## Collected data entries
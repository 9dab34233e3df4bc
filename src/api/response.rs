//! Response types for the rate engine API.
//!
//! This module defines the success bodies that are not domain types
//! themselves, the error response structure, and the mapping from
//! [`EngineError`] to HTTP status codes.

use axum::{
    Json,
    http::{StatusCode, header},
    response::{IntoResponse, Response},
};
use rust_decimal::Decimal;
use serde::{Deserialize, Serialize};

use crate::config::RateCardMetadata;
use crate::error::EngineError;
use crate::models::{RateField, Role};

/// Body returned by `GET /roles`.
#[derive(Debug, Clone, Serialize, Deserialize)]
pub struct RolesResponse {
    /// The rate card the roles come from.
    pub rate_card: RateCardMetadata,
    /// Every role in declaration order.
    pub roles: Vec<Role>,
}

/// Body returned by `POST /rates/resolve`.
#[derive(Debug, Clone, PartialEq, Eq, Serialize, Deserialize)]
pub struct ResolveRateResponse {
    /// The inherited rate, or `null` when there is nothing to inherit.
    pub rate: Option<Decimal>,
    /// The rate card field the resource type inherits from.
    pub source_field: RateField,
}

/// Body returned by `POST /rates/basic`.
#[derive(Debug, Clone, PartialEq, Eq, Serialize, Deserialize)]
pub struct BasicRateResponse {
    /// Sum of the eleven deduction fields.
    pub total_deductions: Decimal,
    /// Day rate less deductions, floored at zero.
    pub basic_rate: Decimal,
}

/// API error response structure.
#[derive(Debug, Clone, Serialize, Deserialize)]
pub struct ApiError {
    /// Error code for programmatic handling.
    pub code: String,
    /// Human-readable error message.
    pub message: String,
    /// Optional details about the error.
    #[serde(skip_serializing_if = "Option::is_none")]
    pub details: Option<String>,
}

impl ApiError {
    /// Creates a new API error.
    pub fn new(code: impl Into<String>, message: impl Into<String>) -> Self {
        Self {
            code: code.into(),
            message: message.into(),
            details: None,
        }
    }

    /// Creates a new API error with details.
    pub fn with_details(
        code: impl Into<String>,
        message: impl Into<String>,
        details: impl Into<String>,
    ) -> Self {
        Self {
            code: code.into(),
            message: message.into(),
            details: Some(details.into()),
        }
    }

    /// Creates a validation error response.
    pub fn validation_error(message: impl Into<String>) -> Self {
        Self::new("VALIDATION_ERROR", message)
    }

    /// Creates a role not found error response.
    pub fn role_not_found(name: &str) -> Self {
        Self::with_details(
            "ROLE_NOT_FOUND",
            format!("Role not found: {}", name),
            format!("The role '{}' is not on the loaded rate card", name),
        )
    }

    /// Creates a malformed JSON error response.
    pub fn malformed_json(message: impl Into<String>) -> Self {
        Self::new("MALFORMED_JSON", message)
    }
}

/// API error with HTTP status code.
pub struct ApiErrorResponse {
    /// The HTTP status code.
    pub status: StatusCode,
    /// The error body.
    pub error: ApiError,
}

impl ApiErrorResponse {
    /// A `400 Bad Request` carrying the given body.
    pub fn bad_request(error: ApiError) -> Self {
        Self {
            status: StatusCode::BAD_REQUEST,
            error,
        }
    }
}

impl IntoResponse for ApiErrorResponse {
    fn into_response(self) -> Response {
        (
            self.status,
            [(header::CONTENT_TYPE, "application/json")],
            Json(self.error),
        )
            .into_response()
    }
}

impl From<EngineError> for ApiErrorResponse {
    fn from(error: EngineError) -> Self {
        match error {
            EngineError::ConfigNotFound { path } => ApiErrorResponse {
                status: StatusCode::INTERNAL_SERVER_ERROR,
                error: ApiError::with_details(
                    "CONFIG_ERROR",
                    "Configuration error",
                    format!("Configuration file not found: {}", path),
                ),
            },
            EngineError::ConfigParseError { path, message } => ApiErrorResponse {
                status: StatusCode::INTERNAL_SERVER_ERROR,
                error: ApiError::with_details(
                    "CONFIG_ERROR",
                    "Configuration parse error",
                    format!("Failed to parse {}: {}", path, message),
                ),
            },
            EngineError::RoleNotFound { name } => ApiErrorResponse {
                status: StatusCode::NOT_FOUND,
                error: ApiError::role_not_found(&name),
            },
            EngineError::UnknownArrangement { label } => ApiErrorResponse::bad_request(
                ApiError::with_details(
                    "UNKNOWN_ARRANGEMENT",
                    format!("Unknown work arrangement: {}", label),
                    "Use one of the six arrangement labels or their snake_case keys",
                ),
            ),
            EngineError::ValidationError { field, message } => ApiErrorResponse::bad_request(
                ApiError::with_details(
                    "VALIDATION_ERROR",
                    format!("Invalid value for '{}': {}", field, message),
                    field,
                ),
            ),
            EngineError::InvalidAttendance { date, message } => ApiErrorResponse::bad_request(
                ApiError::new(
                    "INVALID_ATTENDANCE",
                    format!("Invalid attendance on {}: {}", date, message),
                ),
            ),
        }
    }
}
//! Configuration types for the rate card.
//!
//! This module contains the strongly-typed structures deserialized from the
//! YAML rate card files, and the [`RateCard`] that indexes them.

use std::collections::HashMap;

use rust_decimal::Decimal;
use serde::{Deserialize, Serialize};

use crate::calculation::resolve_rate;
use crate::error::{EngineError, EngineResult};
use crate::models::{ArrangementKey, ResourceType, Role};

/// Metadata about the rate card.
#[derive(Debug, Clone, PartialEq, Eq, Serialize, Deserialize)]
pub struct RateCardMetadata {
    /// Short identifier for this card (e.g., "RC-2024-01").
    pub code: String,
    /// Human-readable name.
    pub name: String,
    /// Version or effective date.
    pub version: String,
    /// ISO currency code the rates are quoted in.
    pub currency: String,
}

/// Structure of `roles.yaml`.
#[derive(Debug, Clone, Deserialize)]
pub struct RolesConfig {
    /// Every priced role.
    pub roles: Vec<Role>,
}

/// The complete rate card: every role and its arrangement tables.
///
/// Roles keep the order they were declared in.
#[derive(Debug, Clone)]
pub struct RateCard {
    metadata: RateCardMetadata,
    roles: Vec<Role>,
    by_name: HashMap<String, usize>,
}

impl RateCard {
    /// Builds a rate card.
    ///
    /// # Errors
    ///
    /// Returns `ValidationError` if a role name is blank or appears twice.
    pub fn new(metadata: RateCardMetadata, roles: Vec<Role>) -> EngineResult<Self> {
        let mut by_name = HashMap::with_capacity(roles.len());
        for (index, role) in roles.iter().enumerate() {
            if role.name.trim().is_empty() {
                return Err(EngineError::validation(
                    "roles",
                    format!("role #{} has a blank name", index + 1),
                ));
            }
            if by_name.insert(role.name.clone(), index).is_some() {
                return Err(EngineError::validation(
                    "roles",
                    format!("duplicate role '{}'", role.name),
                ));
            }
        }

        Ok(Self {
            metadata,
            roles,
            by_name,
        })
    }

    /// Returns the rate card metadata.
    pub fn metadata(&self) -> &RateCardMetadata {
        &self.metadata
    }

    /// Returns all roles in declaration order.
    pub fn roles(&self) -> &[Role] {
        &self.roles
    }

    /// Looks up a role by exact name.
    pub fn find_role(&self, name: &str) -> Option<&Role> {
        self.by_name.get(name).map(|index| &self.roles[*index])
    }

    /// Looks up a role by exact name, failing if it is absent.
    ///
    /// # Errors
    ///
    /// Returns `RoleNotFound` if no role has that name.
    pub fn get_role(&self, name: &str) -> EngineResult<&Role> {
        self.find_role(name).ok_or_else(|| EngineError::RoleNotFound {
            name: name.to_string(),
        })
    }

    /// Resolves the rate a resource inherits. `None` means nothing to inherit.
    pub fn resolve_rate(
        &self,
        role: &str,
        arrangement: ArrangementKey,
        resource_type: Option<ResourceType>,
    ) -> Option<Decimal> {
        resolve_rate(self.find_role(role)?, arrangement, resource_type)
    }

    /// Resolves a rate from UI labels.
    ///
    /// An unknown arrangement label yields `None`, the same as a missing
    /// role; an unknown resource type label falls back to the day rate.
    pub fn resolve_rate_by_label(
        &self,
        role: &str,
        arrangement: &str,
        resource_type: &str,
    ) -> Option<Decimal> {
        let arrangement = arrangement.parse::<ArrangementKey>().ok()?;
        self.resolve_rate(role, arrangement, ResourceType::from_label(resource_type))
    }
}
* * *
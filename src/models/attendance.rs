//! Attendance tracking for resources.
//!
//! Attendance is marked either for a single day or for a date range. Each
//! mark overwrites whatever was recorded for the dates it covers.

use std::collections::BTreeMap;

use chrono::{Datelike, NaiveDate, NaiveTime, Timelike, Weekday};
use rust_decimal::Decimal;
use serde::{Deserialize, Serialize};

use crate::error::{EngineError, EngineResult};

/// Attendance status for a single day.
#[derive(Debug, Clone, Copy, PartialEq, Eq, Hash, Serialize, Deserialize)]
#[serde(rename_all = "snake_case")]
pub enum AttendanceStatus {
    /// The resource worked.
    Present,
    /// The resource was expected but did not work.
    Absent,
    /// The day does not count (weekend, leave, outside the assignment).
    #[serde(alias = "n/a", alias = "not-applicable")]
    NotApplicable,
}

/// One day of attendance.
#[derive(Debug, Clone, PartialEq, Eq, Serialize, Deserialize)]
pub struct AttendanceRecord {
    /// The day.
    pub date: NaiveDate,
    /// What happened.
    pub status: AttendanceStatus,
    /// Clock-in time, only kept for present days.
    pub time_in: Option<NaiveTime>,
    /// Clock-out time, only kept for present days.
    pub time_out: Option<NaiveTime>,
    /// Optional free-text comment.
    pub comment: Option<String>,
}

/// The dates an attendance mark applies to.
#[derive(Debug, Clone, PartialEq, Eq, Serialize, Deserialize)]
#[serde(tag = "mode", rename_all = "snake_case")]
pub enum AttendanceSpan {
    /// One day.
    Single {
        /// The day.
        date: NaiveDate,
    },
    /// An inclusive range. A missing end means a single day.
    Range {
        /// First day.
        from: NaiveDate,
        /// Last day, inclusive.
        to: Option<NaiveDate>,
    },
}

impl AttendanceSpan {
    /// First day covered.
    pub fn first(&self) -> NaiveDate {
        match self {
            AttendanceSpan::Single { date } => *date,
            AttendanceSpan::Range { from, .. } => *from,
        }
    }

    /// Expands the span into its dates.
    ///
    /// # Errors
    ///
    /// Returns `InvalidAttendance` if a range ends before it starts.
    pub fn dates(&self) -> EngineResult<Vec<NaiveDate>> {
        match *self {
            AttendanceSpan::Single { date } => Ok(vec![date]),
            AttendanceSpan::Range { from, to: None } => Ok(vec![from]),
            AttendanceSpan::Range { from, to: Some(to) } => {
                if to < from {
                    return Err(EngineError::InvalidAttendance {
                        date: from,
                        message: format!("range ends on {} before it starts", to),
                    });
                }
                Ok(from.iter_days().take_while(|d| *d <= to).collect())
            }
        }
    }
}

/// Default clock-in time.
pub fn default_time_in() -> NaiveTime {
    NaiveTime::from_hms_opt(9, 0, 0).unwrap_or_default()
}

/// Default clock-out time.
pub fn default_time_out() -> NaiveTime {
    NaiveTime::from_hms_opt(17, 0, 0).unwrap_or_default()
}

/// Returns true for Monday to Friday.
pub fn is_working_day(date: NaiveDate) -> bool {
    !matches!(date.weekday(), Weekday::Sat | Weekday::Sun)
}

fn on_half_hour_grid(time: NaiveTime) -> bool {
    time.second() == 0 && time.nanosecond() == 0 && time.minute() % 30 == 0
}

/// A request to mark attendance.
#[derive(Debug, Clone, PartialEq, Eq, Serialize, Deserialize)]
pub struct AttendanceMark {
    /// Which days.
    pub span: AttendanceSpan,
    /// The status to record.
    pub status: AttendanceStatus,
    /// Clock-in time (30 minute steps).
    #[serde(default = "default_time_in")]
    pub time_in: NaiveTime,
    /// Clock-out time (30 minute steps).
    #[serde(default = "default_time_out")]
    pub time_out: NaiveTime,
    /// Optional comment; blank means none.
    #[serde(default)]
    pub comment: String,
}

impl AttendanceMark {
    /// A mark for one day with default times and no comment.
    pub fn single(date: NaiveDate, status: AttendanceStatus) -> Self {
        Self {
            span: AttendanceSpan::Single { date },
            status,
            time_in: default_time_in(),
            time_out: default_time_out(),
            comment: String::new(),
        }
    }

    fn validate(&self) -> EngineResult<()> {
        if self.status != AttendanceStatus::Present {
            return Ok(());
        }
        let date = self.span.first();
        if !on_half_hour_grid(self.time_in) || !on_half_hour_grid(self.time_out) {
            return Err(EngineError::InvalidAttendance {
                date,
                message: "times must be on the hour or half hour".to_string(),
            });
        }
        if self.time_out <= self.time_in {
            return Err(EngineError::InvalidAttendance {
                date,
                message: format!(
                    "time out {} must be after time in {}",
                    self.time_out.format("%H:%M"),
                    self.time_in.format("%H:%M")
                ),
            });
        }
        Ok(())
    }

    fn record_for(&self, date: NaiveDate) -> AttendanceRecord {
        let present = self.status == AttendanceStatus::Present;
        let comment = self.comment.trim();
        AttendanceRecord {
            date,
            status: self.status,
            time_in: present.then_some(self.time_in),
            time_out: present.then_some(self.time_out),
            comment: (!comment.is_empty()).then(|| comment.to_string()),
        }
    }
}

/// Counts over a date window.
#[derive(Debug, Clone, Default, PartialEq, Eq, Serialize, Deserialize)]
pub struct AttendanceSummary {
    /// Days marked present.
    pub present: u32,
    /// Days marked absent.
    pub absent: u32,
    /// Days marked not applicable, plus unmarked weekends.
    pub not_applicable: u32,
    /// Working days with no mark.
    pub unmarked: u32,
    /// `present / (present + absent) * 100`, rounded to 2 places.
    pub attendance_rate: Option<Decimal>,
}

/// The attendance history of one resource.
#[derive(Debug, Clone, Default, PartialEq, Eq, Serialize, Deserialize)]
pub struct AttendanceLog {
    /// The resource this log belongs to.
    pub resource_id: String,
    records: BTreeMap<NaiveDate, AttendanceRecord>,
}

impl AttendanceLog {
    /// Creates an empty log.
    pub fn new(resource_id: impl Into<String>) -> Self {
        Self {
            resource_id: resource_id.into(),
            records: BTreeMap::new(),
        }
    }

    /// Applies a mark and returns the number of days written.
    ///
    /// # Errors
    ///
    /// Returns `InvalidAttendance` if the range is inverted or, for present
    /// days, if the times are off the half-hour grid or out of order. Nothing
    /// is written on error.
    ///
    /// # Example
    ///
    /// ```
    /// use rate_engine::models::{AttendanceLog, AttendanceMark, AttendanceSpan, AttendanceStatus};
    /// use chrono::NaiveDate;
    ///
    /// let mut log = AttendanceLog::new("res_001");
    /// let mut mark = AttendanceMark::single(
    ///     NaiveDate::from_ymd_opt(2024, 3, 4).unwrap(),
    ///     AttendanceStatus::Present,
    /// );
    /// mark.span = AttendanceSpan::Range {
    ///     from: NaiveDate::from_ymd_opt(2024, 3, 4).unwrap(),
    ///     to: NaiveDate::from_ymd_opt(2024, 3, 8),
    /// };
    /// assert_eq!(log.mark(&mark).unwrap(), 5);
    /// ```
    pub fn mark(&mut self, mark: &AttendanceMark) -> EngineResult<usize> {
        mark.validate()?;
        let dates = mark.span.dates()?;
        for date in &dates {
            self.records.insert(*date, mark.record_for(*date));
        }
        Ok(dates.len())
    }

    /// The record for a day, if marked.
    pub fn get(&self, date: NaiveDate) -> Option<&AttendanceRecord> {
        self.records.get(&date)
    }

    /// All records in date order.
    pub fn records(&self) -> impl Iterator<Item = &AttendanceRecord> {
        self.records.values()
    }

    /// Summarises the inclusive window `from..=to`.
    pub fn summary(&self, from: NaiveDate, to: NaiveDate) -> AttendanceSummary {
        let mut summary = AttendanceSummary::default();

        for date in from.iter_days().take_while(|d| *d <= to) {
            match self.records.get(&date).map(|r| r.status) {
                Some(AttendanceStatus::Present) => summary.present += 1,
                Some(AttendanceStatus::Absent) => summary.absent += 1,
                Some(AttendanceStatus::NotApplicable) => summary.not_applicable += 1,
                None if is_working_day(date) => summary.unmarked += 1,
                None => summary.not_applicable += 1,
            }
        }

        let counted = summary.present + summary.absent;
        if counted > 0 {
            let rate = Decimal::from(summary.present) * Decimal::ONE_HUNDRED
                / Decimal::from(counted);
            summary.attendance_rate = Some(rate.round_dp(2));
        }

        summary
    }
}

## Exercise details
Scan the records for the string "only". Copy each line in which it appears.

## Task result
    /// Clock-in time, only kept for present days.
    /// Clock-out time, only kept for present days.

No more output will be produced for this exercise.